Una delle parole più usate dagli artisti per descrivere i loro lavori è stata “mistero”: un’impossibilità di comprendere totalmente la cultura nipponica, che suscita curiosità e spinge ad avvicinarsi sempre più ad essa, cercando di esplorarla attraverso il proprio mezzo artistico.
La vicinanza diventa fisica nel caso di B. Chrisse Harwanko, nativa americana trasferitasi a Okinawa più di 13 anni fa, che spiega come, adattandosi ai piccoli studi giapponesi, abbia ridotto le dimensioni dei suoi dipinti, scegliendo inoltre per le sue geisha, i soggetti astratti e i suoi collages la famosa carta fabbricata a mano. Così come per Barrett Biggers, anch’egli statunitense, c’è una connessione personale ed emotiva: la moglie giapponese ha ancor più diminuito le distanze da un’arte che non gli era mai stata estranea, ammirata per la sua lunga tradizione.
Nelle sue opere grafiche troviamo elementi tipici dell’immaginario riguardante il Giappone, che acquistano colori brillanti e caratteri occidentali. Non la tradizione ma la contemporaneità è oggetto della riflessione di Teruhisa Tahara, l’unico nativo giapponese in mostra. Il fotografo si concentra su oggetti caratterizzanti la capitale e molte metropoli: i cavi elettrici.
Dato l’elevato rischio sismico, i fili non vengono sotterrati, ma fatti correre sui pali, creando così garbugli intricati che invadono il paesaggio urbano. Questi cavi rappresentano anche la possibilità di connessione (e quindi di relazione) tra individui ai nostri giorni.
Alla tecnologia e alla modernità del Paese nipponico si ispira un altro fotografo in esposizione: Jeroen Huisman. Olandese, riflette sulle contraddizioni di una cultura, secondo lui, “incastrata” tra futuro e passato. I suoi Fragments, incontrati sulle strade in giro per il mondo, ricordano il Giappone attraverso la figura del cerchio, simbolo religioso e presente sulla bandiera.
Immediata e tecnologica per il mezzo usato: uno smartphone, spontanea e vissuta per il punto di vista, la serie Giap-phone, realizzata da Lorenzo Lucca, rappresenta i momenti topici di un viaggio nelle isole: dai treni locali allo Shinkansen, dai noodles ai parchi. Annotando visivamente le esperienze con mente aperta, il fotografo registra le differenze, le apparenti asimmetrie di una società in cui è ospite.

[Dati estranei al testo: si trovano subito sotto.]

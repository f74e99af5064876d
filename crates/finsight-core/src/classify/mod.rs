//! Category classification with an ordered fallback chain
//!
//! Classification never fails: the chain tries the trained-model path first
//! (when an artifact pair is available), then the keyword heuristic, and
//! finally returns the default category. Each strategy implements
//! [`ClassifyStrategy`] and is evaluated in registration order until one
//! yields a result — no nested conditionals, no exception-driven control
//! flow.

pub mod keyword;
pub mod model;

pub use keyword::KeywordStrategy;
pub use model::{ModelArtifact, TrainedModelStrategy};

use tracing::debug;

use crate::config::ModelConfig;
use crate::models::{ClassificationResult, FALLBACK_CATEGORY};
use crate::normalize::normalize;

/// Confidence reported for the default fallback category.
const FALLBACK_CONFIDENCE: f64 = 0.5;

/// Reason attached to the default fallback result.
const FALLBACK_REASON: &str = "Default fallback";

/// A single strategy in the classification fallback chain.
///
/// Strategies receive already-normalized text and return `None` to fall
/// through to the next strategy in the chain.
pub trait ClassifyStrategy: Send + Sync {
    /// Short identifier for logging
    fn name(&self) -> &'static str;

    /// Attempt to classify the normalized description.
    fn attempt(&self, normalized: &str) -> Option<ClassificationResult>;
}

/// Transaction description classifier.
///
/// Holds the ordered strategy chain plus the universal fallback. Safe to
/// share across threads; the only internal state is the one-time-loaded
/// model artifact, which is read-only after initialization.
pub struct Classifier {
    strategies: Vec<Box<dyn ClassifyStrategy>>,
}

impl Classifier {
    /// Build the standard chain: trained model (if configured) → keywords.
    pub fn new(config: ModelConfig) -> Self {
        Self {
            strategies: vec![
                Box::new(TrainedModelStrategy::new(config)),
                Box::new(KeywordStrategy::new()),
            ],
        }
    }

    /// Build a chain with the keyword heuristic only (no artifact lookup).
    pub fn heuristic_only() -> Self {
        Self {
            strategies: vec![Box::new(KeywordStrategy::new())],
        }
    }

    /// Build a classifier from an explicit strategy chain.
    pub fn with_strategies(strategies: Vec<Box<dyn ClassifyStrategy>>) -> Self {
        Self { strategies }
    }

    /// Classify a transaction description.
    ///
    /// Total function: inputs that normalize to empty text short-circuit to
    /// the default category, and a chain with no matches falls back to it.
    pub fn classify(&self, description: &str) -> ClassificationResult {
        let normalized = normalize(description);
        if normalized.is_empty() {
            return Self::fallback();
        }

        for strategy in &self.strategies {
            if let Some(result) = strategy.attempt(&normalized) {
                debug!(
                    strategy = strategy.name(),
                    category = %result.category,
                    confidence = result.confidence,
                    "Classified description"
                );
                return result;
            }
        }

        debug!("No strategy matched, using fallback category");
        Self::fallback()
    }

    fn fallback() -> ClassificationResult {
        ClassificationResult::new(FALLBACK_CATEGORY, FALLBACK_CONFIDENCE, FALLBACK_REASON)
    }
}

#[cfg(test)]
mod tests {
    use super::*;

    #[test]
    fn test_empty_input_short_circuits_to_fallback() {
        let classifier = Classifier::heuristic_only();
        for input in ["", "   ", "!!!", "---***"] {
            let result = classifier.classify(input);
            assert_eq!(result.category, FALLBACK_CATEGORY);
            assert_eq!(result.confidence, 0.5);
            assert_eq!(result.reason, "Default fallback");
        }
    }

    #[test]
    fn test_no_match_falls_back() {
        let classifier = Classifier::heuristic_only();
        let result = classifier.classify("zzyzx qwyjibo");
        assert_eq!(result.category, FALLBACK_CATEGORY);
        assert_eq!(result.confidence, 0.5);
        assert_eq!(result.reason, "Default fallback");
    }

    #[test]
    fn test_keyword_match_through_chain() {
        let classifier = Classifier::heuristic_only();
        let result = classifier.classify("UBER *TRIP 4321");
        assert_eq!(result.category, "Transportation");
        assert_eq!(result.confidence, 0.8);
        assert_eq!(result.reason, "Matched keyword 'uber'");
    }

    #[test]
    fn test_missing_artifact_degrades_to_keywords() {
        // Model strategy is configured but the directory holds no artifacts.
        let dir = tempfile::tempdir().unwrap();
        let classifier = Classifier::new(ModelConfig::with_dir(dir.path()));

        let result = classifier.classify("pharmacy pickup");
        assert_eq!(result.category, "Healthcare");
        assert_eq!(result.confidence, 0.8);
    }

    #[test]
    fn test_strategy_order_is_respected() {
        struct Fixed(&'static str);
        impl ClassifyStrategy for Fixed {
            fn name(&self) -> &'static str {
                "fixed"
            }
            fn attempt(&self, _normalized: &str) -> Option<ClassificationResult> {
                Some(ClassificationResult::new(self.0, 1.0, "fixed"))
            }
        }
        struct Never;
        impl ClassifyStrategy for Never {
            fn name(&self) -> &'static str {
                "never"
            }
            fn attempt(&self, _normalized: &str) -> Option<ClassificationResult> {
                None
            }
        }

        let classifier = Classifier::with_strategies(vec![
            Box::new(Never),
            Box::new(Fixed("Shopping")),
            Box::new(Fixed("Utilities")),
        ]);
        assert_eq!(classifier.classify("anything").category, "Shopping");
    }
}
use serde::{Deserialize, Serialize};

#[derive(Debug, Clone, Serialize, Deserialize)]
pub struct Config {
    /// Server bind address
    pub bind_addr: String,
    /// Remote record store configuration
    pub store: StoreConfig,
}

/// Configuration for the remote record store backing all collections.
#[derive(Debug, Clone, Serialize, Deserialize)]
pub struct StoreConfig {
    /// Base URL of the record store API (e.g. "http://127.0.0.1:8090")
    pub base_url: String,
    /// API key sent as a bearer token, if the store requires one
    pub api_key: Option<String>,
    /// Per-request timeout in seconds (capped at 30)
    pub timeout_secs: u64,
}

impl Default for Config {
    fn default() -> Self {
        Self {
            bind_addr: "127.0.0.1:9100".to_string(),
            store: StoreConfig::default(),
        }
    }
}

impl Default for StoreConfig {
    fn default() -> Self {
        Self {
            base_url: "http://127.0.0.1:8090".to_string(),
            api_key: None,
            timeout_secs: 10,
        }
    }
}

impl Config {
    pub fn from_env() -> Self {
        let mut config = Self::default();

        if let Ok(addr) = std::env::var("LIBRARY_SEARCH_BIND_ADDR") {
            config.bind_addr = addr;
        }
        if let Ok(url) = std::env::var("RECORD_STORE_BASE_URL") {
            config.store.base_url = url;
        }
        if let Ok(key) = std::env::var("RECORD_STORE_API_KEY") {
            config.store.api_key = Some(key);
        }
        if let Ok(val) = std::env::var("RECORD_STORE_TIMEOUT_SECS") {
            if let Ok(v) = val.parse::<u64>() {
                config.store.timeout_secs = v.min(30); // Cap at 30s
            }
        }

        config
    }
}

Contrasti e scambi culturali sono poi protagonisti delle fotografie dell’artista serba Mina Sarenac. In queste immagini, scattate durante il “Japanese Pop-Culture Festival” a Belgrado, coesistono le antichissime arti marziali e la performance di danza di stampo più occidentale, rappresentati con lo stile pulito, sobrio e rigoroso tipicamente giapponese.
La performer esegue movimenti forti, precisi ma allo stesso tempo aggraziati, ricordando che delicatezza, disciplina e determinazione fanno parte, in modi diversi, di entrambe le culture. Le contraddizioni si assorbono e assumono i toni e le sfumature del sogno e della irrealtà nelle opere di Jaya Suberg e Alena Krupetskova. La prima utilizza fotografia e grafica per creare immagini “sospese”, leggere.
Troviamo in esse storie di personaggi leggendari, che sembrano usciti dai film di Kurusawa, a cui tanto lei si ispira. Le sue opere raccontano di un mondo surreale, frutto di grande riflessione e suggestioni vissute, risultato di interiorità e fatti avvenuti nella realtà esterna. Lo stesso fascino orientale si ritrova nelle immagini della Krupetskova, a cui si aggiunge però un tocco di glamour. La fotografa di moda, infatti, si è concentrata sugli abiti, il make up e le acconciature, che, uniti all’atmosfera onirica, conducono la modella – e l’osservatore – in una dimensione romantica e fuori dal tempo. Anche la pittrice e illustratrice tedesca Claudia Tejeda ha ricercato nella sua arte di riprodurre l’armonia e l’aspetto meditativo appartenenti a riti e tradizioni di questo popolo.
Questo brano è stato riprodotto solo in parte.